Lasting under an hour from start to finish and with around 45 minutes of actual music, the Scottish Chamber Orchestra has certainly played longer programmes than this one directed, initially from the harpsichord, by its former principal bassoon Peter Whelan. It is unlikely, however, that anyone felt short-changed, such were the riches within it.

Entitled Hidden Gems, the music would perhaps more accurately be described as “neglected”, although composed by Bach, Mozart and Haydn.

Mozart provided the concert’s show-stopper in the second of two concert arias sung by Anna Dennis. It is probably fair to say that Vorrei spiegarvi, oh Dio! (Let me explain, o God!) is rarely heard because few sopranos are able to sing it with confidence. Written for his sister-in-law Aloysia Weber, to be dropped into another composer’s opera as a showpiece for her talents, it requires a huge range and features some extraordinary interval leaps from the mezzo range to stratospheric top notes. Dennis was in spectacular voice, and ably supported by the duetting oboe of Michael O’Donnell, although his part did not include the same pyrotechnics.
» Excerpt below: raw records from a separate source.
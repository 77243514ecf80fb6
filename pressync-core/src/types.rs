//! Domain types for published content.
//!
//! Both content kinds share one shape: a `local_file` join key plus the
//! identifiers the remote site assigns on first publish. Snapshot files use
//! camelCase JSON field names.

use std::fmt;

use chrono::{DateTime, Utc};
use serde::de::DeserializeOwned;
use serde::{Deserialize, Serialize};

// ---------------------------------------------------------------------------
// Newtypes
// ---------------------------------------------------------------------------

/// Identifier assigned by the remote site to a published post or media item.
#[derive(Debug, Clone, Copy, PartialEq, Eq, Hash, Serialize, Deserialize)]
#[serde(transparent)]
pub struct RemoteId(pub u64);

impl fmt::Display for RemoteId {
    fn fmt(&self, f: &mut fmt::Formatter<'_>) -> fmt::Result {
        self.0.fmt(f)
    }
}

impl From<u64> for RemoteId {
    fn from(id: u64) -> Self {
        Self(id)
    }
}

// ---------------------------------------------------------------------------
// Enums
// ---------------------------------------------------------------------------

/// The two parallel content tracks, each with its own directory and snapshot.
#[derive(Debug, Clone, Copy, PartialEq, Eq, Hash, Serialize, Deserialize)]
#[serde(rename_all = "lowercase")]
pub enum ContentKind {
    Post,
    Media,
}

/// How a kind reacts when a local item already has a remote counterpart.
#[derive(Debug, Clone, Copy, PartialEq, Eq)]
pub enum UpdatePolicy {
    /// Re-send the item when the local timestamp is strictly newer.
    WhenNewer,
    /// Never touch an item again once it has been published.
    PublishOnce,
}

impl ContentKind {
    pub fn all() -> &'static [ContentKind] {
        &[ContentKind::Post, ContentKind::Media]
    }

    /// Default content directory name, relative to the working directory.
    pub fn dir_name(self) -> &'static str {
        match self {
            ContentKind::Post => "posts",
            ContentKind::Media => "media",
        }
    }

    /// Snapshot file name inside the state directory.
    pub fn state_file(self) -> &'static str {
        match self {
            ContentKind::Post => "posts.json",
            ContentKind::Media => "media.json",
        }
    }

    /// File extension (without the dot) accepted by the scanner.
    pub fn extension(self) -> &'static str {
        match self {
            ContentKind::Post => "md",
            ContentKind::Media => "jpg",
        }
    }

    pub fn update_policy(self) -> UpdatePolicy {
        match self {
            ContentKind::Post => UpdatePolicy::WhenNewer,
            ContentKind::Media => UpdatePolicy::PublishOnce,
        }
    }
}

impl fmt::Display for ContentKind {
    fn fmt(&self, f: &mut fmt::Formatter<'_>) -> fmt::Result {
        match self {
            ContentKind::Post => write!(f, "post"),
            ContentKind::Media => write!(f, "media"),
        }
    }
}

// ---------------------------------------------------------------------------
// ContentItem
// ---------------------------------------------------------------------------

/// Behaviour shared by [`Post`] and [`Media`].
///
/// The reconciler and the state store are generic over this trait; `KIND`
/// selects the snapshot file and the update policy.
pub trait ContentItem: Clone + fmt::Debug + Serialize + DeserializeOwned {
    const KIND: ContentKind;

    /// Fresh local descriptor as produced by the scanner.
    fn from_local(local_file: String, modified_at: DateTime<Utc>) -> Self;

    fn local_file(&self) -> &str;
    fn remote_id(&self) -> Option<RemoteId>;
    fn remote_url(&self) -> Option<&str>;
    fn modified_at(&self) -> DateTime<Utc>;

    /// Carry the remote identifiers of a snapshot entry over to this item.
    fn adopt_remote(&mut self, remote: &Self);
}

// ---------------------------------------------------------------------------
// Domain structs
// ---------------------------------------------------------------------------

/// A markdown post.
#[derive(Debug, Clone, PartialEq, Eq, Serialize, Deserialize)]
#[serde(rename_all = "camelCase")]
pub struct Post {
    pub local_file: String,
    #[serde(default, skip_serializing_if = "Option::is_none")]
    pub remote_id: Option<RemoteId>,
    #[serde(default, skip_serializing_if = "Option::is_none")]
    pub remote_url: Option<String>,
    pub modified_at: DateTime<Utc>,
    #[serde(default)]
    pub title: String,
    /// Rendered body; only populated while a post is being published.
    #[serde(skip)]
    pub body_html: String,
    #[serde(default)]
    pub category: String,
    /// Free-form, comma separated as written in front matter.
    #[serde(default)]
    pub tags: String,
    #[serde(default = "default_status")]
    pub status: String,
    /// Publication date set in front matter; only populated while a post is
    /// being published.
    #[serde(skip)]
    pub publish_date: Option<DateTime<Utc>>,
}

pub fn default_status() -> String {
    "publish".to_string()
}

impl ContentItem for Post {
    const KIND: ContentKind = ContentKind::Post;

    fn from_local(local_file: String, modified_at: DateTime<Utc>) -> Self {
        Self {
            local_file,
            remote_id: None,
            remote_url: None,
            modified_at,
            title: String::new(),
            body_html: String::new(),
            category: String::new(),
            tags: String::new(),
            status: default_status(),
            publish_date: None,
        }
    }

    fn local_file(&self) -> &str {
        &self.local_file
    }

    fn remote_id(&self) -> Option<RemoteId> {
        self.remote_id
    }

    fn remote_url(&self) -> Option<&str> {
        self.remote_url.as_deref()
    }

    fn modified_at(&self) -> DateTime<Utc> {
        self.modified_at
    }

    fn adopt_remote(&mut self, remote: &Self) {
        self.remote_id = remote.remote_id;
        self.remote_url = remote.remote_url.clone();
    }
}

/// An image uploaded to the remote media library.
///
/// Only the file name and remote identifiers are persisted.
#[derive(Debug, Clone, PartialEq, Eq, Serialize, Deserialize)]
#[serde(rename_all = "camelCase")]
pub struct Media {
    pub local_file: String,
    #[serde(default, skip_serializing_if = "Option::is_none")]
    pub remote_id: Option<RemoteId>,
    #[serde(default, skip_serializing_if = "Option::is_none")]
    pub remote_url: Option<String>,
    #[serde(skip, default = "Utc::now")]
    pub modified_at: DateTime<Utc>,
}

impl ContentItem for Media {
    const KIND: ContentKind = ContentKind::Media;

    fn from_local(local_file: String, modified_at: DateTime<Utc>) -> Self {
        Self {
            local_file,
            remote_id: None,
            remote_url: None,
            modified_at,
        }
    }

    fn local_file(&self) -> &str {
        &self.local_file
    }

    fn remote_id(&self) -> Option<RemoteId> {
        self.remote_id
    }

    fn remote_url(&self) -> Option<&str> {
        self.remote_url.as_deref()
    }

    fn modified_at(&self) -> DateTime<Utc> {
        self.modified_at
    }

    fn adopt_remote(&mut self, remote: &Self) {
        self.remote_id = remote.remote_id;
        self.remote_url = remote.remote_url.clone();
    }
}

// ---------------------------------------------------------------------------
// Tests
// ---------------------------------------------------------------------------
//! Pressync — publish a local folder of markdown posts and images to a site.
//!
//! # Usage
//!
//! ```text
//! pressync init [--site-url <url>] [--username <name>]
//! pressync status [--posts | --media] [--json]
//! pressync sync [--posts | --media] [--dry-run]
//! ```
//!
//! Every command works on the current directory unless `--root` is given.

mod commands;
mod wordpress;

use std::path::PathBuf;

use anyhow::Result;
use clap::{Args, Parser, Subcommand};

use commands::{init::InitArgs, status::StatusArgs, sync::SyncArgs};
use pressync_sync::SyncScope;

// ---------------------------------------------------------------------------
// CLI entry point
// ---------------------------------------------------------------------------

#[derive(Parser, Debug)]
#[command(
    name = "pressync",
    version,
    about = "Publish local markdown posts and images to a WordPress site",
    long_about = None,
)]
struct Cli {
    /// Site directory holding pressync.yaml, posts/ and media/.
    #[arg(long, short = 'C', global = true, default_value = ".")]
    root: PathBuf,

    /// Log every skipped item and snapshot detail.
    #[arg(long, short = 'v', global = true)]
    verbose: bool,

    #[command(subcommand)]
    command: Commands,
}

#[derive(Subcommand, Debug)]
enum Commands {
    /// Write a pressync.yaml template and create the content directories.
    Init(InitArgs),

    /// Show what the next sync would publish, update or skip.
    Status(StatusArgs),

    /// Publish new and edited content, then record it in the snapshot.
    Sync(SyncArgs),
}

// ---------------------------------------------------------------------------
// Shared scope flags
// ---------------------------------------------------------------------------

/// `--posts` / `--media`; neither means both kinds.
#[derive(Args, Debug, Clone, Copy, Default)]
pub struct ScopeArgs {
    /// Only posts.
    #[arg(long, conflicts_with = "media")]
    pub posts: bool,

    /// Only media.
    #[arg(long)]
    pub media: bool,
}

impl From<ScopeArgs> for SyncScope {
    fn from(args: ScopeArgs) -> Self {
        match (args.posts, args.media) {
            (true, _) => SyncScope::Posts,
            (false, true) => SyncScope::Media,
            (false, false) => SyncScope::All,
        }
    }
}

// ---------------------------------------------------------------------------
// Main
// ---------------------------------------------------------------------------

fn main() -> Result<()> {
    let cli = Cli::parse();
    init_tracing(cli.verbose);
    match cli.command {
        Commands::Init(args) => args.run(&cli.root),
        Commands::Status(args) => args.run(&cli.root),
        Commands::Sync(args) => args.run(&cli.root),
    }
}

/// Logs go to stderr so `status --json` output stays parseable.
fn init_tracing(verbose: bool) {
    use tracing_subscriber::{fmt, EnvFilter};

    let default = if verbose { "debug" } else { "info" };
    let filter = EnvFilter::try_from_default_env().unwrap_or_else(|_| EnvFilter::new(default));
    let _ = fmt()
        .with_env_filter(filter)
        .with_target(false)
        .with_writer(std::io::stderr)
        .try_init();
}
The other song was also written by Mozart for his wife’s sister, and why it is not more often heard is more of a mystery, as Nehmt meinen Dank, ihr holden Gönner! (Accept my thanks, kind patrons!) is a delightful address to the audience about the musical life. With crisp diction from Dennis and some lovely wind playing, it came across as an 18th century precursor of Abba’s Thank You For The Music.

The Bach in question was Carl Philip Emmanuel, son of J S Bach, a composer more revered in his day than he probably is now, and a trailblazer of his time. That boldness was audible from the start under Whelan in a first movement of his Symphony in F that is more about rhythm and dynamics than tunes, especially in the string parts, with what melody there is lying with the winds. After a brief slow movement, the violins regained the upper hand in the bright finale.

There were wonderfully balanced forces on stage for that work, and for the Haydn symphony, No 102, that ended the concert when the 22 strings (six in the first and second fiddles, four each of violas and cellos and two basses) were joined by four pairs of wind instruments and two natural trumpets. The singular voice was that of Louise Goodwin behind the timpani, in a score that gave the percussionist very little time to sit on her hands.

Throughout the piece she was providing crucial punctuation in a work that is Haydn at the absolute zenith of his powers as an orchestrator, full of variety in its combinations of instruments and ear-catching voicings. After what might be called a book-keeper’s opening bar – there was a distinct double-entry – the musicians responded with enthusiasm and precision to Whelan’s clear direction.